THE INPUT:
..........

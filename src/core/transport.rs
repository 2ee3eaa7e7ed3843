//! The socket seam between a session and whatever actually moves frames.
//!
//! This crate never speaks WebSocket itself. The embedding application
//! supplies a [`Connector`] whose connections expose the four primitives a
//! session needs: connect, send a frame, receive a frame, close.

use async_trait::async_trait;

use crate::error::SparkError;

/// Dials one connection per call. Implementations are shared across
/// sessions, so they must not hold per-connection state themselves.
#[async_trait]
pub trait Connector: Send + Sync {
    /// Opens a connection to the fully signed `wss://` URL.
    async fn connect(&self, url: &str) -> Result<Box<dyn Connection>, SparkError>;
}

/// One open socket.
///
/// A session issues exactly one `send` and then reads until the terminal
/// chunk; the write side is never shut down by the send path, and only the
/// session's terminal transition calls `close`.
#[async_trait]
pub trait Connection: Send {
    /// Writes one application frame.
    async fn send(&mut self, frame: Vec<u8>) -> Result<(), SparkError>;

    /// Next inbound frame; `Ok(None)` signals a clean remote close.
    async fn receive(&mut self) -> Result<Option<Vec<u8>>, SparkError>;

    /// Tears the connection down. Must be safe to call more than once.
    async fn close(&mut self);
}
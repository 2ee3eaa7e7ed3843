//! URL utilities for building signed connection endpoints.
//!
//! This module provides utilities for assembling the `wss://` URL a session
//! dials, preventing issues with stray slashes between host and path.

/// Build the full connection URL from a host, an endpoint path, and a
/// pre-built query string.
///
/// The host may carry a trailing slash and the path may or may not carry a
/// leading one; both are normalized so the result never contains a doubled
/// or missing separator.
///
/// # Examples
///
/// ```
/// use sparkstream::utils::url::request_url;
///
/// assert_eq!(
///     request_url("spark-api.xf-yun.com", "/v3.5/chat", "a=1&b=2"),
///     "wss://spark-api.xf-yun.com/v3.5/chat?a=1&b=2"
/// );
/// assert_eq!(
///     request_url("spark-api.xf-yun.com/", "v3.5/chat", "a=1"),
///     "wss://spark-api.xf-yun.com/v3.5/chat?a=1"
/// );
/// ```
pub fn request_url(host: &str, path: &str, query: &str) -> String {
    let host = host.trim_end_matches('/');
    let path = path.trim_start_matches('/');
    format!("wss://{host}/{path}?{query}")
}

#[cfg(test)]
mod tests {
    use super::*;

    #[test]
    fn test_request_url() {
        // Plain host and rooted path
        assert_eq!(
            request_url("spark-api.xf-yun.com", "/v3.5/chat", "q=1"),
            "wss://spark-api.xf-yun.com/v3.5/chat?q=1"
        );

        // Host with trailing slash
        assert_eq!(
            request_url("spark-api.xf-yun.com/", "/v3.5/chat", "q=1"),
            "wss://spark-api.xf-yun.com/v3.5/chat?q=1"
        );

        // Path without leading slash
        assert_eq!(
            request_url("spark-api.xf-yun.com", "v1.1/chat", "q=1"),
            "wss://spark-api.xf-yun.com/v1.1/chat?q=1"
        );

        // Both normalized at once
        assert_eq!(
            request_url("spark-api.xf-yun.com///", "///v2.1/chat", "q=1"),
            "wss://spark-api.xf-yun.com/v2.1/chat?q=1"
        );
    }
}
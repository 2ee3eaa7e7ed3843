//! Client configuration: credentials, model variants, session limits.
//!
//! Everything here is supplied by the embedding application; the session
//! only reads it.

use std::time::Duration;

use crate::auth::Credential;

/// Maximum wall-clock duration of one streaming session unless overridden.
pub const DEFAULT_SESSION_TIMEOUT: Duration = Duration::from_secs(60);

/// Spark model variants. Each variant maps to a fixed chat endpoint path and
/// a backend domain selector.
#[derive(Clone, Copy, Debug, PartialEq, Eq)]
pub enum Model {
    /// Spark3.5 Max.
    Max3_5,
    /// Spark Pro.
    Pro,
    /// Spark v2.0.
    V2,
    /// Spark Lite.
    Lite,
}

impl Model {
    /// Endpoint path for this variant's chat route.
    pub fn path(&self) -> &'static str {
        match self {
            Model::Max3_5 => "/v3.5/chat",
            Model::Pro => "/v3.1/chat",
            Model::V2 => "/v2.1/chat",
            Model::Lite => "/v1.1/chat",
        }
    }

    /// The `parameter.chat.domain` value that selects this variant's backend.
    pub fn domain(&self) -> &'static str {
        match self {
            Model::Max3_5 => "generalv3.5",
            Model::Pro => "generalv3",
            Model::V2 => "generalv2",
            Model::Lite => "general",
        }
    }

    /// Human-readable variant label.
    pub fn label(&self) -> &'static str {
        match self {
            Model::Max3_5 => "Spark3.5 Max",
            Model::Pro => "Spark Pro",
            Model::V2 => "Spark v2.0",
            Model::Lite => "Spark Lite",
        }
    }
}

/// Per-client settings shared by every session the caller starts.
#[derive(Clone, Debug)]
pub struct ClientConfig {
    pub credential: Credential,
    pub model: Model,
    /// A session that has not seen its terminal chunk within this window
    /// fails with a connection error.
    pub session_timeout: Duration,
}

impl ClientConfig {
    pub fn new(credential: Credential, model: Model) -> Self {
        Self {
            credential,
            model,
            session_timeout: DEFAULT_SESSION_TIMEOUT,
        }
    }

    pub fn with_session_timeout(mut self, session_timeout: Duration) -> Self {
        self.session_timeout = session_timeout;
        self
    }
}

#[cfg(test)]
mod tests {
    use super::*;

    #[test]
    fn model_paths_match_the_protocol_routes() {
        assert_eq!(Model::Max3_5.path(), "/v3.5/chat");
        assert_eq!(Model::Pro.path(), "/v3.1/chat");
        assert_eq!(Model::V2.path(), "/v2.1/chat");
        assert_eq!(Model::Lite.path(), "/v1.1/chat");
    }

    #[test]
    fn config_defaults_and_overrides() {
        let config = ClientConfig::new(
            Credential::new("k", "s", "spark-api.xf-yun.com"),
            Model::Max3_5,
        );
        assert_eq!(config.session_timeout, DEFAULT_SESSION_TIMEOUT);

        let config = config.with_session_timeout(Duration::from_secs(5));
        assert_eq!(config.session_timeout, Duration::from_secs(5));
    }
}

..........

EXERCISE AIM:
The entries above are to be copied word for word.

EXERCISE RESPONSE:
filename src/core/transport.rs
repository 2ee3eaa7e7ed3843
//! The socket seam between a session and whatever actually moves frames.
//!
//! This crate never speaks WebSocket itself. The embedding application
//! supplies a [`Connector`] whose connections expose the four primitives a
//! session needs: connect, send a frame, receive a frame, close.

use async_trait::async_trait;

use crate::error::SparkError;

/// Dials one connection per call. Implementations are shared across
/// sessions, so they must not hold per-connection state themselves.
#[async_trait]
pub trait Connector: Send + Sync {
    /// Opens a connection to the fully signed `wss://` URL.
    async fn connect(&self, url: &str) -> Result<Box<dyn Connection>, SparkError>;
}

/// One open socket.
///
/// A session issues exactly one `send` and then reads until the terminal
/// chunk; the write side is never shut down by the send path, and only the
/// session's terminal transition calls `close`.
#[async_trait]
pub trait Connection: Send {
    /// Writes one application frame.
    async fn send(&mut self, frame: Vec<u8>) -> Result<(), SparkError>;

    /// Next inbound frame; `Ok(None)` signals a clean remote close.
    async fn receive(&mut self) -> Result<Option<Vec<u8>>, SparkError>;

    /// Tears the connection down. Must be safe to call more than once.
    async fn close(&mut self);
}
repository 2ee3eaa7e7ed3843
//! URL utilities for building signed connection endpoints.
//!
//! This module provides utilities for assembling the `wss://` URL a session
//! dials, preventing issues with stray slashes between host and path.

/// Build the full connection URL from a host, an endpoint path, and a
/// pre-built query string.
///
/// The host may carry a trailing slash and the path may or may not carry a
/// leading one; both are normalized so the result never contains a doubled
/// or missing separator.
///
/// # Examples
///
/// ```
/// use sparkstream::utils::url::request_url;
///
/// assert_eq!(
///     request_url("spark-api.xf-yun.com", "/v3.5/chat", "a=1&b=2"),
///     "wss://spark-api.xf-yun.com/v3.5/chat?a=1&b=2"
/// );
/// assert_eq!(
///     request_url("spark-api.xf-yun.com/", "v3.5/chat", "a=1"),
///     "wss://spark-api.xf-yun.com/v3.5/chat?a=1"
/// );
/// ```
pub fn request_url(host: &str, path: &str, query: &str) -> String {
    let host = host.trim_end_matches('/');
    let path = path.trim_start_matches('/');
    format!("wss://{host}/{path}?{query}")
}

#[cfg(test)]
mod tests {
    use super::*;

    #[test]
    fn test_request_url() {
        // Plain host and rooted path
        assert_eq!(
            request_url("spark-api.xf-yun.com", "/v3.5/chat", "q=1"),
            "wss://spark-api.xf-yun.com/v3.5/chat?q=1"
        );

        // Host with trailing slash
        assert_eq!(
            request_url("spark-api.xf-yun.com/", "/v3.5/chat", "q=1"),
            "wss://spark-api.xf-yun.com/v3.5/chat?q=1"
        );

        // Path without leading slash
        assert_eq!(
            request_url("spark-api.xf-yun.com", "v1.1/chat", "q=1"),
            "wss://spark-api.xf-yun.com/v1.1/chat?q=1"
        );

        // Both normalized at once
        assert_eq!(
            request_url("spark-api.xf-yun.com///", "///v2.1/chat", "q=1"),
            "wss://spark-api.xf-yun.com/v2.1/chat?q=1"
        );
    }
}
repository 2ee3eaa7e7ed3843
//! Client configuration: credentials, model variants, session limits.
//!
//! Everything here is supplied by the embedding application; the session
//! only reads it.

use std::time::Duration;

use crate::auth::Credential;

/// Maximum wall-clock duration of one streaming session unless overridden.
pub const DEFAULT_SESSION_TIMEOUT: Duration = Duration::from_secs(60);

/// Spark model variants. Each variant maps to a fixed chat endpoint path and
/// a backend domain selector.
#[derive(Clone, Copy, Debug, PartialEq, Eq)]
pub enum Model {
    /// Spark3.5 Max.
    Max3_5,
    /// Spark Pro.
    Pro,
    /// Spark v2.0.
    V2,
    /// Spark Lite.
    Lite,
}

impl Model {
    /// Endpoint path for this variant's chat route.
    pub fn path(&self) -> &'static str {
        match self {
            Model::Max3_5 => "/v3.5/chat",
            Model::Pro => "/v3.1/chat",
            Model::V2 => "/v2.1/chat",
            Model::Lite => "/v1.1/chat",
        }
    }

    /// The `parameter.chat.domain` value that selects this variant's backend.
    pub fn domain(&self) -> &'static str {
        match self {
            Model::Max3_5 => "generalv3.5",
            Model::Pro => "generalv3",
            Model::V2 => "generalv2",
            Model::Lite => "general",
        }
    }

    /// Human-readable variant label.
    pub fn label(&self) -> &'static str {
        match self {
            Model::Max3_5 => "Spark3.5 Max",
            Model::Pro => "Spark Pro",
            Model::V2 => "Spark v2.0",
            Model::Lite => "Spark Lite",
        }
    }
}

/// Per-client settings shared by every session the caller starts.
#[derive(Clone, Debug)]
pub struct ClientConfig {
    pub credential: Credential,
    pub model: Model,
    /// A session that has not seen its terminal chunk within this window
    /// fails with a connection error.
    pub session_timeout: Duration,
}

impl ClientConfig {
    pub fn new(credential: Credential, model: Model) -> Self {
        Self {
            credential,
            model,
            session_timeout: DEFAULT_SESSION_TIMEOUT,
        }
    }

    pub fn with_session_timeout(mut self, session_timeout: Duration) -> Self {
        self.session_timeout = session_timeout;
        self
    }
}

#[cfg(test)]
mod tests {
    use super::*;

    #[test]
    fn model_paths_match_the_protocol_routes() {
        assert_eq!(Model::Max3_5.path(), "/v3.5/chat");
        assert_eq!(Model::Pro.path(), "/v3.1/chat");
        assert_eq!(Model::V2.path(), "/v2.1/chat");
        assert_eq!(Model::Lite.path(), "/v1.1/chat");
    }

    #[test]
    fn config_defaults_and_overrides() {
        let config = ClientConfig::new(
            Credential::new("k", "s", "spark-api.xf-yun.com"),
            Model::Max3_5,
        );
        assert_eq!(config.session_timeout, DEFAULT_SESSION_TIMEOUT);

        let config = config.with_session_timeout(Duration::from_secs(5));
        assert_eq!(config.session_timeout, Duration::from_secs(5));
    }
}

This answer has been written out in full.